Introduction: Literature data suggests increased fracture risk in women with diabetes mellitus type 2 but the underlying mechanism is not fully understood.
Aim of the study was to analyse bone turnover parameters in women with DM2 and in healthy women with osteoporosis in menopause.
Materials and methods: There were 76 participants out of wich 36 women with DM2. Average diabetes duration was 14.48±10.51 years with mean HbA1c 7.83±1.75%. Osteoporosis was diagnosed by hip and spine DXA scan. Osteocalcine, β-crosslaps and 25-OH-D were determined by ECLIA method on Elecsys machine.
Results: Women with DM2 compared to healthy women with osteoporosis: age (62.75±7.93 vs 63.92±7.21 god; P>0.05), body mass index (26.61±5.45 vs 25.84±4.34 kg/m2, P>0.05), spine bone mineral density (BMD) (0.839±0.084 vs 0.801±0.056 g/cm2, P<0.05), total hip BMD (0.752±0.109 vs 0.782±0.082 g/cm2, P>0.05), femur neck BMD (0.691±0.085 vs 0.742±0.084 g/cm2, P<0.05), osteocalcin (29.98±10.53 vs 33.11±8.56 ng/ml, P>0.05), β-crosslaps (530.59±225.58 vs 540.88±167.16 pg/ml, P>0.05), 25-OH-D (39.11±20.52 vs 38.85±17.38 nmol/l, P>0.05).

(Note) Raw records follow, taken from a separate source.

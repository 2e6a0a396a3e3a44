//! Traffic accounting, independent of the object-store locks.

use std::sync::atomic::{AtomicU64, Ordering};

use serde::Serialize;

/// Thread-safe byte and message counters for gossip traffic.
#[derive(Debug, Default)]
pub struct TrafficStats {
    bytes_sent: AtomicU64,
    bytes_received: AtomicU64,
    messages_sent: AtomicU64,
    messages_received: AtomicU64,
}

/// Point-in-time view of the counters.
#[derive(Clone, Copy, Debug, PartialEq, Eq, Serialize)]
pub struct TrafficSnapshot {
    pub bytes_sent: u64,
    pub bytes_received: u64,
    pub messages_sent: u64,
    pub messages_received: u64,
}

impl TrafficStats {
    pub fn new() -> Self {
        Self::default()
    }

    pub fn record_sent(&self, bytes: u64) {
        self.bytes_sent.fetch_add(bytes, Ordering::Relaxed);
        self.messages_sent.fetch_add(1, Ordering::Relaxed);
    }

    pub fn record_received(&self, bytes: u64) {
        self.bytes_received.fetch_add(bytes, Ordering::Relaxed);
        self.messages_received.fetch_add(1, Ordering::Relaxed);
    }

    pub fn snapshot(&self) -> TrafficSnapshot {
        TrafficSnapshot {
            bytes_sent: self.bytes_sent.load(Ordering::Relaxed),
            bytes_received: self.bytes_received.load(Ordering::Relaxed),
            messages_sent: self.messages_sent.load(Ordering::Relaxed),
            messages_received: self.messages_received.load(Ordering::Relaxed),
        }
    }
}

#[cfg(test)]
mod tests {
    use super::*;

    #[test]
    fn counters_accumulate() {
        let stats = TrafficStats::new();
        stats.record_sent(100);
        stats.record_sent(50);
        stats.record_received(7);
        let snap = stats.snapshot();
        assert_eq!(snap.bytes_sent, 150);
        assert_eq!(snap.messages_sent, 2);
        assert_eq!(snap.bytes_received, 7);
        assert_eq!(snap.messages_received, 1);
    }
}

Vitamin D deficiency (25OHD <30 nmol/l) was found in 41.7% women with DM2 and 37.5% healthy women, without statistical significance between groups.
Conclusion: Women with DM2 have significantly lower femur neck BMD. Statistical significance between bone turnover parameters, vitamin D status and vitamin D deficiency frequency between groups was not found. Further studies of complex mechanism of increased fracture risk in women with DM2 are needed.